● **Problem statement**: So that nothing is lost, transcribe each line of the records exactly.

● **Source information**:
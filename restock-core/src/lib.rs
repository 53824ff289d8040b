//! restock Core - Shared Types
//!
//! Value types used by every layer of the self-refreshing cache:
//! the error taxonomy, tuning configuration, the watermark timestamp
//! and the telemetry boundary. The refresh engine itself lives in
//! `restock-cache`.

pub mod config;
pub mod constants;
pub mod error;
pub mod telemetry;
pub mod watermark;

pub use config::{LoadKind, RefreshConfig};
pub use error::{CacheError, CacheResult, ConfigError, LoadError, LoadResult, PlanningError};
pub use telemetry::{
    duration_millis, AttemptOutcome, ChunkAttemptEvent, DiagnosticLevel, NoopSink, Telemetry,
    TelemetrySink,
};
pub use watermark::Watermark;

● **Exercise answer**:
filename restock-core/src/lib.rs
repository 53824ff289d8040b
//! restock Core - Shared Types
//!
//! Value types used by every layer of the self-refreshing cache:
//! the error taxonomy, tuning configuration, the watermark timestamp
//! and the telemetry boundary. The refresh engine itself lives in
//! `restock-cache`.

pub mod config;
pub mod constants;
pub mod error;
pub mod telemetry;
pub mod watermark;

pub use config::{LoadKind, RefreshConfig};
pub use error::{CacheError, CacheResult, ConfigError, LoadError, LoadResult, PlanningError};
pub use telemetry::{
    duration_millis, AttemptOutcome, ChunkAttemptEvent, DiagnosticLevel, NoopSink, Telemetry,
    TelemetrySink,
};
pub use watermark::Watermark;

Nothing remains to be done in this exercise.